For too long, health plans have used a federal law, called the Employee Retirement Income Security Act, as immunity from bad medical judgment calls. ERISA, passed in 1974 before managed care caught on, was intended to provide nationwide uniformity in the regulation of employee benefit programs. Managed care plans have used it as an enormous and powerful loophole to get out from under state medical malpractice laws.

In the past three years, the federal courts have gradually chipped away at the previously impervious ERISA shield. But confusion about health plan liability remains.

For the AMA and other medical groups, the right path could not be more obvious. If an insurer is going to play doctor, it should be held accountable in the same way a doctor would be.

Take the cases at hand. Juan Davila alleges that he developed bleeding ulcers and nearly had a heart attack when his HMO, Aetna Health Inc., refused to pay for the Vioxx his doctor prescribed for arthritis until after he tried other drugs.

Ruby Calad claims that her HMO, CIGNA HealthCare of Texas, decided that she should be discharged from the hospital earlier than her doctor recommended after a complex hysterectomy. Complications sent her to the emergency department just days later. Both Davila and Calad contend that they were harmed by their HMOs' medical decisions and that the insurers should be held liable in state court.

Health plans, however, argue that they decide what to pay for based on coverage rules, and sometimes the treatment a patient needs is not covered. Patients can pay on their own for recommended treatments that are denied, insurers say.

But many patients don't have the financial wherewithal to pay for expensive medical care. A coverage denial for them is, in effect, a care denial.

Further undermining plans' arguments is the reality that decisions about what is covered are entwined with medical necessity. Insurers will pay only for medically necessary treatments, and they reserve the right to determine what is and isn't necessary -- instead of relying on the treating physician's judgment. In these situations, the decision not to cover a treatment is not an administrative ruling. It is a medical decision.

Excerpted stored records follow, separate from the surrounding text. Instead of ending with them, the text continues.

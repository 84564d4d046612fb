//! Token set held for an authenticated session

use serde::{Deserialize, Serialize};
use std::time::Duration;

use crate::utils::unix_now;

/// Seconds before `expires_at` at which the set counts as expired
pub const EXPIRY_BUFFER_SECS: u64 = 60;

/// Tokens returned by a successful code exchange or refresh
#[derive(Clone, PartialEq, Eq, Serialize, Deserialize)]
pub struct TokenSet {
    /// Access token presented to resource servers
    pub access_token: String,

    /// Signed identity token
    pub id_token: String,

    /// Refresh token for obtaining a new set without re-authentication
    #[serde(default, skip_serializing_if = "Option::is_none")]
    pub refresh_token: Option<String>,

    /// Token type (usually "Bearer")
    #[serde(default = "default_token_type")]
    pub token_type: String,

    /// Scopes granted to this set
    #[serde(default, skip_serializing_if = "Option::is_none")]
    pub scope: Option<String>,

    /// Unix timestamp when the access token expires
    pub expires_at: u64,
}

fn default_token_type() -> String {
    "Bearer".to_string()
}

// Secrets stay out of logs.
impl std::fmt::Debug for TokenSet {
    fn fmt(&self, f: &mut std::fmt::Formatter<'_>) -> std::fmt::Result {
        f.debug_struct("TokenSet")
            .field("access_token", &"<redacted>")
            .field("id_token", &"<redacted>")
            .field(
                "refresh_token",
                &self.refresh_token.as_ref().map(|_| "<redacted>"),
            )
            .field("token_type", &self.token_type)
            .field("scope", &self.scope)
            .field("expires_at", &self.expires_at)
            .finish()
    }
}

impl TokenSet {
    /// Create a token set from a token endpoint response
    #[must_use]
    pub fn new(
        access_token: String,
        id_token: String,
        refresh_token: Option<String>,
        expires_in: u64,
        scope: Option<String>,
    ) -> Self {
        Self {
            access_token,
            id_token,
            refresh_token,
            token_type: default_token_type(),
            scope,
            expires_at: unix_now().saturating_add(expires_in),
        }
    }

    /// Check if the access token is expired (with 60 second buffer)
    #[must_use]
    pub fn is_expired(&self) -> bool {
        unix_now() + EXPIRY_BUFFER_SECS >= self.expires_at
    }

    /// Whether a refresh grant can be attempted
    #[must_use]
    pub fn can_refresh(&self) -> bool {
        self.refresh_token.as_deref().is_some_and(|t| !t.is_empty())
    }

    /// Get the Authorization header value
    #[must_use]
    pub fn authorization_header(&self) -> String {
        format!("{} {}", self.token_type, self.access_token)
    }

    /// Get remaining validity duration, if any
    #[must_use]
    pub fn remaining_validity(&self) -> Option<Duration> {
        let now = unix_now();
        (self.expires_at > now).then(|| Duration::from_secs(self.expires_at - now))
    }
}

#[cfg(test)]
mod tests {
    use super::*;

    fn token_set(expires_in: u64) -> TokenSet {
        TokenSet::new(
            "access123".to_string(),
            "id.token.sig".to_string(),
            Some("refresh456".to_string()),
            expires_in,
            Some("openid".to_string()),
        )
    }

    #[test]
    fn test_token_set_new() {
        let tokens = token_set(3600);
        assert_eq!(tokens.token_type, "Bearer");
        assert!(!tokens.is_expired());
        assert!(tokens.can_refresh());
        assert!(tokens.remaining_validity().is_some());
    }

    #[test]
    fn test_expiry_buffer() {
        // Inside the 60 second buffer counts as expired
        assert!(token_set(30).is_expired());

        let mut tokens = token_set(3600);
        tokens.expires_at = unix_now() - 100;
        assert!(tokens.is_expired());
        assert!(tokens.remaining_validity().is_none());
    }

    #[test]
    fn test_empty_refresh_token_is_not_refreshable() {
        let mut tokens = token_set(3600);
        tokens.refresh_token = Some(String::new());
        assert!(!tokens.can_refresh());
        tokens.refresh_token = None;
        assert!(!tokens.can_refresh());
    }

    #[test]
    fn test_authorization_header() {
        assert_eq!(token_set(10).authorization_header(), "Bearer access123");
    }

    #[test]
    fn test_debug_redacts_secrets() {
        let debug = format!("{:?}", token_set(10));
        assert!(!debug.contains("access123"));
        assert!(!debug.contains("refresh456"));
        assert!(debug.contains("<redacted>"));
    }

    #[test]
    fn test_serde_defaults_token_type() {
        let json = serde_json::json!({
            "access_token": "a",
            "id_token": "i",
            "expires_at": 42
        });
        let tokens: TokenSet = serde_json::from_value(json).unwrap();
        assert_eq!(tokens.token_type, "Bearer");
        assert!(tokens.refresh_token.is_none());
    }
}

Plans also argue that independent reviews by expert panels are a better and less costly way than litigation to handle disagreements between insurers and patients and their doctors.

These appeals systems are indeed helpful. The states that allow patients to sue health plans require patients to go through the appeals process first in most cases. The majority of disputes are worked out at this level.

But a nonjudicial appeal doesn't help someone who already has been injured at the hands of his or her health plan. Lawsuits are a necessary last resort for patients with grievances.

Whether patients will secure the right to this highest level of health plan accountability is now up to the Supreme Court. Regardless of the outcome, the justices' ruling may well fundamentally affect the most crucial aspect of the physician-patient relationship -- the ability to make the best medical decision for the patient.